Read Matthew, Mark, Luke and John and tally the number of times Jesus spoke to just one disciple. Then tally how often he talked to the whole group of disciples. This will give you huge confirmation that the team leader should address the whole team and very seldom individual team members.
Most often people relate to one person at a time. But when a team leader does this in the team context, things never intended are communicated. Relating to individuals defines the leader, not as one who will help the team develop into a strong unit, but as one who will help individuals. When the leader talks to individual team members, it encourages individuals to look to the leader for help rather than to the team and its members. This is not good. Such behavior ignores the very existence of a team and in time will destroy whatever embryonic team exists.

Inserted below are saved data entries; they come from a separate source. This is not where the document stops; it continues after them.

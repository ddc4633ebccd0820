use axum::{
    Json,
    http::{StatusCode, header},
    response::{IntoResponse, Response},
};
use serde_json::json;

use crate::db::DbError;

#[derive(Debug, thiserror::Error)]
pub enum AppError {
    /// Configuration or one-time initialization failure of the storage client.
    #[error(transparent)]
    Database(#[from] DbError),
    #[error("{message}")]
    BadRequest { message: String, details: Vec<String> },
    #[error("{0}")]
    NotFound(String),
    #[error(transparent)]
    Operational(#[from] anyhow::Error),
}

impl AppError {
    pub fn bad_request(message: impl Into<String>) -> Self {
        Self::BadRequest { message: message.into(), details: Vec::new() }
    }

    pub fn not_found(message: impl Into<String>) -> Self {
        Self::NotFound(message.into())
    }

    pub fn is_caller_fixable(&self) -> bool {
        matches!(self, AppError::BadRequest { .. } | AppError::NotFound(_))
    }

    pub fn status(&self) -> StatusCode {
        match self {
            AppError::BadRequest { .. } => StatusCode::BAD_REQUEST,
            AppError::NotFound(_) => StatusCode::NOT_FOUND,
            AppError::Database(_) | AppError::Operational(_) => StatusCode::INTERNAL_SERVER_ERROR,
        }
    }
}

impl IntoResponse for AppError {
    fn into_response(self) -> Response {
        let status = self.status();
        if !self.is_caller_fixable() {
            match &self {
                AppError::Database(err) if err.is_configuration() => {
                    tracing::error!(error = %err, "storage is not configured")
                }
                err => tracing::error!(error = format!("{err:#}"), "request failed"),
            }
        }

        let (detail, details) = match self {
            AppError::BadRequest { message, details } => (message, details),
            AppError::NotFound(message) => (message, Vec::new()),
            AppError::Database(_) | AppError::Operational(_) => {
                ("internal server error".to_string(), Vec::new())
            }
        };

        let mut body = json!({
            "title": status.canonical_reason().unwrap_or("Error"),
            "status": status.as_u16(),
            "detail": detail,
        });
        if !details.is_empty() {
            body["errors"] =
                details.into_iter().map(|message| json!({ "message": message })).collect();
        }

        (status, [(header::CONTENT_TYPE, "application/problem+json")], Json(body)).into_response()
    }
}

pub type AppResult<T> = Result<T, AppError>;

And, when the team leader focuses on helping and relating to individual team members, it can communicate that the leader does not believe the team or its members are capable. Or this can be construed to mean that the team leader needs to call all the shots, control all the action, know what is best for everybody, answer all the questions, give all of the help.
If the team leader speaks to individuals, focuses on individuals, analyzes the behavior of individuals, and rewards individuals, the team will accomplish little on its own to feel good about. In fact, there won't be a team at all. If the team does not have a presence in the mind and actions of the leader, how are the team members going to know that a team exists?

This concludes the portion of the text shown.